* ASSIGNMENT: Where a line looks odd, keep it as it is and transcribe all the material.

* THE RECORDS:

++++++++++++++++++++

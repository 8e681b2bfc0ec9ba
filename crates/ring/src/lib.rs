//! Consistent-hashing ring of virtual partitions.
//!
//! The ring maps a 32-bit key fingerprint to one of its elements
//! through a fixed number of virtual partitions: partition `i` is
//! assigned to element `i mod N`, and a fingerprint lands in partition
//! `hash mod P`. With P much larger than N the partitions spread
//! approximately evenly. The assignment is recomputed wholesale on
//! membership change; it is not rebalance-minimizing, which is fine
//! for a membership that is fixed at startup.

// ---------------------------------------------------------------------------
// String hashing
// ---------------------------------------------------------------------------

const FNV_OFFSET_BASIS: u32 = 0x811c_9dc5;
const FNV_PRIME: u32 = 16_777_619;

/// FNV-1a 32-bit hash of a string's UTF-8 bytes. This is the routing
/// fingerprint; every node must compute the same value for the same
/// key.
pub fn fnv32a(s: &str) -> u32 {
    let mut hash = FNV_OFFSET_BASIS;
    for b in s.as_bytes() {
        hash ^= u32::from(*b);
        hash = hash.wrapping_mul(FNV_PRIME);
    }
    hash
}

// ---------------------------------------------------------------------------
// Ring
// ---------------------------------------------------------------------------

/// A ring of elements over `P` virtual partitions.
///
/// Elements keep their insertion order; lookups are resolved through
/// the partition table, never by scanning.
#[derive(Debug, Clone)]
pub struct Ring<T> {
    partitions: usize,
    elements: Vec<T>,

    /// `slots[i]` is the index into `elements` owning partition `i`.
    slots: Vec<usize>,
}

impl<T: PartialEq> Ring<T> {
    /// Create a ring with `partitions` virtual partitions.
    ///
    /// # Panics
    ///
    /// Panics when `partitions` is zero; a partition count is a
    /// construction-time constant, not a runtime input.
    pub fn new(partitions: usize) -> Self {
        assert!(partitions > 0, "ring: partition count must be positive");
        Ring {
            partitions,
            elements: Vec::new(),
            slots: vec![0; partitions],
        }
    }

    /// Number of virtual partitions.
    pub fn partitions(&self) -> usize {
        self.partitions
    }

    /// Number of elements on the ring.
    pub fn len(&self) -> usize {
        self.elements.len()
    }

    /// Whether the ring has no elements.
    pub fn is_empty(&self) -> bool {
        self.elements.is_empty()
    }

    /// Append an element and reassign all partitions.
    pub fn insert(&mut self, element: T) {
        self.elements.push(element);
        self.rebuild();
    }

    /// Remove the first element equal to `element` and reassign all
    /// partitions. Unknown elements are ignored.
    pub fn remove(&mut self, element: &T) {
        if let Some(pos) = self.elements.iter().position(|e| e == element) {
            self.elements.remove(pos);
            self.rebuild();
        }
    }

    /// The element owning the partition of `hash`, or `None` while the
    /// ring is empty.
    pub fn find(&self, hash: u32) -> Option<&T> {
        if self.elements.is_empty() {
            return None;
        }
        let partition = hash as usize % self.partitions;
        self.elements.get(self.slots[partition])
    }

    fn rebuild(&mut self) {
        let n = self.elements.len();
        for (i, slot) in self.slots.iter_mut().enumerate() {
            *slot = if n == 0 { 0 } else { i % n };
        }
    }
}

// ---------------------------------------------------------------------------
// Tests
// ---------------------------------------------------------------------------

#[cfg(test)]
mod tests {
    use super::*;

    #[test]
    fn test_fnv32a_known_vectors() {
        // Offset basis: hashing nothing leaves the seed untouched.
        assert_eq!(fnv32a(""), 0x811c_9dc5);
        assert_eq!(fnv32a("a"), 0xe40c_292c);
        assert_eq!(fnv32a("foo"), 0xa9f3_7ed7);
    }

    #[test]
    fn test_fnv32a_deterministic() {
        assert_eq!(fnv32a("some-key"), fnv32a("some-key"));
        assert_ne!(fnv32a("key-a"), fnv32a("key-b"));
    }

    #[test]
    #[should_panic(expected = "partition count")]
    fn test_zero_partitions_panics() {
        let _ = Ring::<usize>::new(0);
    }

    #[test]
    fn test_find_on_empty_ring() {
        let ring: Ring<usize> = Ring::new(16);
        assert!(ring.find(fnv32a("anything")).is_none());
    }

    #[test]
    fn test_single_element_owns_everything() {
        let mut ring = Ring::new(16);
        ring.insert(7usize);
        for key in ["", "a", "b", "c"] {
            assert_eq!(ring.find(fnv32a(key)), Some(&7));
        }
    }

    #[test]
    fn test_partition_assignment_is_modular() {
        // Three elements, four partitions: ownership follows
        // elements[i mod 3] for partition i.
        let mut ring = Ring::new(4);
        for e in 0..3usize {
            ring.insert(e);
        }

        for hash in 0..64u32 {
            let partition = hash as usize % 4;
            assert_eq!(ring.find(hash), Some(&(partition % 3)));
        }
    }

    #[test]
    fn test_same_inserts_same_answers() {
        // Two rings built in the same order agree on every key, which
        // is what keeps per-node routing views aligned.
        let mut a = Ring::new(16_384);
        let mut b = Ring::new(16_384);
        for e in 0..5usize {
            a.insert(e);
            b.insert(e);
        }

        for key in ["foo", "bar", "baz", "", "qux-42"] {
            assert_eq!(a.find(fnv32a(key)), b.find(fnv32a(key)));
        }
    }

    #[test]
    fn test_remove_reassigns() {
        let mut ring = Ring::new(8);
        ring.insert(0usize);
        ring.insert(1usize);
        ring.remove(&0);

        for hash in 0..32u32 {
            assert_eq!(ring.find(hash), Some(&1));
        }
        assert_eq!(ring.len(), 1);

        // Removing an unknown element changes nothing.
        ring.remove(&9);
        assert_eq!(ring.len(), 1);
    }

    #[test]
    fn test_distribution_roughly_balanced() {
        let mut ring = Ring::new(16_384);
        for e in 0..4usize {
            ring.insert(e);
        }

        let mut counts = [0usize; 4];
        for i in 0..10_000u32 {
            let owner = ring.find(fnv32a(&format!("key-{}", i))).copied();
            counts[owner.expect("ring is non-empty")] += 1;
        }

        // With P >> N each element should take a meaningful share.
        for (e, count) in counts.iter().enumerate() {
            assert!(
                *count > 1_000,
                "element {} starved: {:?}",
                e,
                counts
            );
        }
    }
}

++++++++++++++++++++

* YOUR SOLUTION:
repository 8e681b2bfc0ec9ba
filename crates/ring/src/lib.rs
//! Consistent-hashing ring of virtual partitions.
//!
//! The ring maps a 32-bit key fingerprint to one of its elements
//! through a fixed number of virtual partitions: partition `i` is
//! assigned to element `i mod N`, and a fingerprint lands in partition
//! `hash mod P`. With P much larger than N the partitions spread
//! approximately evenly. The assignment is recomputed wholesale on
//! membership change; it is not rebalance-minimizing, which is fine
//! for a membership that is fixed at startup.

// ---------------------------------------------------------------------------
// String hashing
// ---------------------------------------------------------------------------

const FNV_OFFSET_BASIS: u32 = 0x811c_9dc5;
const FNV_PRIME: u32 = 16_777_619;

/// FNV-1a 32-bit hash of a string's UTF-8 bytes. This is the routing
/// fingerprint; every node must compute the same value for the same
/// key.
pub fn fnv32a(s: &str) -> u32 {
    let mut hash = FNV_OFFSET_BASIS;
    for b in s.as_bytes() {
        hash ^= u32::from(*b);
        hash = hash.wrapping_mul(FNV_PRIME);
    }
    hash
}

// ---------------------------------------------------------------------------
// Ring
// ---------------------------------------------------------------------------

/// A ring of elements over `P` virtual partitions.
///
/// Elements keep their insertion order; lookups are resolved through
/// the partition table, never by scanning.
#[derive(Debug, Clone)]
pub struct Ring<T> {
    partitions: usize,
    elements: Vec<T>,

    /// `slots[i]` is the index into `elements` owning partition `i`.
    slots: Vec<usize>,
}

impl<T: PartialEq> Ring<T> {
    /// Create a ring with `partitions` virtual partitions.
    ///
    /// # Panics
    ///
    /// Panics when `partitions` is zero; a partition count is a
    /// construction-time constant, not a runtime input.
    pub fn new(partitions: usize) -> Self {
        assert!(partitions > 0, "ring: partition count must be positive");
        Ring {
            partitions,
            elements: Vec::new(),
            slots: vec![0; partitions],
        }
    }

    /// Number of virtual partitions.
    pub fn partitions(&self) -> usize {
        self.partitions
    }

    /// Number of elements on the ring.
    pub fn len(&self) -> usize {
        self.elements.len()
    }

    /// Whether the ring has no elements.
    pub fn is_empty(&self) -> bool {
        self.elements.is_empty()
    }

    /// Append an element and reassign all partitions.
    pub fn insert(&mut self, element: T) {
        self.elements.push(element);
        self.rebuild();
    }

    /// Remove the first element equal to `element` and reassign all
    /// partitions. Unknown elements are ignored.
    pub fn remove(&mut self, element: &T) {
        if let Some(pos) = self.elements.iter().position(|e| e == element) {
            self.elements.remove(pos);
            self.rebuild();
        }
    }

    /// The element owning the partition of `hash`, or `None` while the
    /// ring is empty.
    pub fn find(&self, hash: u32) -> Option<&T> {
        if self.elements.is_empty() {
            return None;
        }
        let partition = hash as usize % self.partitions;
        self.elements.get(self.slots[partition])
    }

    fn rebuild(&mut self) {
        let n = self.elements.len();
        for (i, slot) in self.slots.iter_mut().enumerate() {
            *slot = if n == 0 { 0 } else { i % n };
        }
    }
}

// ---------------------------------------------------------------------------
// Tests
// ---------------------------------------------------------------------------

#[cfg(test)]
mod tests {
    use super::*;

    #[test]
    fn test_fnv32a_known_vectors() {
        // Offset basis: hashing nothing leaves the seed untouched.
        assert_eq!(fnv32a(""), 0x811c_9dc5);
        assert_eq!(fnv32a("a"), 0xe40c_292c);
        assert_eq!(fnv32a("foo"), 0xa9f3_7ed7);
    }

    #[test]
    fn test_fnv32a_deterministic() {
        assert_eq!(fnv32a("some-key"), fnv32a("some-key"));
        assert_ne!(fnv32a("key-a"), fnv32a("key-b"));
    }

    #[test]
    #[should_panic(expected = "partition count")]
    fn test_zero_partitions_panics() {
        let _ = Ring::<usize>::new(0);
    }

    #[test]
    fn test_find_on_empty_ring() {
        let ring: Ring<usize> = Ring::new(16);
        assert!(ring.find(fnv32a("anything")).is_none());
    }

    #[test]
    fn test_single_element_owns_everything() {
        let mut ring = Ring::new(16);
        ring.insert(7usize);
        for key in ["", "a", "b", "c"] {
            assert_eq!(ring.find(fnv32a(key)), Some(&7));
        }
    }

    #[test]
    fn test_partition_assignment_is_modular() {
        // Three elements, four partitions: ownership follows
        // elements[i mod 3] for partition i.
        let mut ring = Ring::new(4);
        for e in 0..3usize {
            ring.insert(e);
        }

        for hash in 0..64u32 {
            let partition = hash as usize % 4;
            assert_eq!(ring.find(hash), Some(&(partition % 3)));
        }
    }

    #[test]
    fn test_same_inserts_same_answers() {
        // Two rings built in the same order agree on every key, which
        // is what keeps per-node routing views aligned.
        let mut a = Ring::new(16_384);
        let mut b = Ring::new(16_384);
        for e in 0..5usize {
            a.insert(e);
            b.insert(e);
        }

        for key in ["foo", "bar", "baz", "", "qux-42"] {
            assert_eq!(a.find(fnv32a(key)), b.find(fnv32a(key)));
        }
    }

    #[test]
    fn test_remove_reassigns() {
        let mut ring = Ring::new(8);
        ring.insert(0usize);
        ring.insert(1usize);
        ring.remove(&0);

        for hash in 0..32u32 {
            assert_eq!(ring.find(hash), Some(&1));
        }
        assert_eq!(ring.len(), 1);

        // Removing an unknown element changes nothing.
        ring.remove(&9);
        assert_eq!(ring.len(), 1);
    }

    #[test]
    fn test_distribution_roughly_balanced() {
        let mut ring = Ring::new(16_384);
        for e in 0..4usize {
            ring.insert(e);
        }

        let mut counts = [0usize; 4];
        for i in 0..10_000u32 {
            let owner = ring.find(fnv32a(&format!("key-{}", i))).copied();
            counts[owner.expect("ring is non-empty")] += 1;
        }

        // With P >> N each element should take a meaningful share.
        for (e, count) in counts.iter().enumerate() {
            assert!(
                *count > 1_000,
                "element {} starved: {:?}",
                e,
                counts
            );
        }
    }
}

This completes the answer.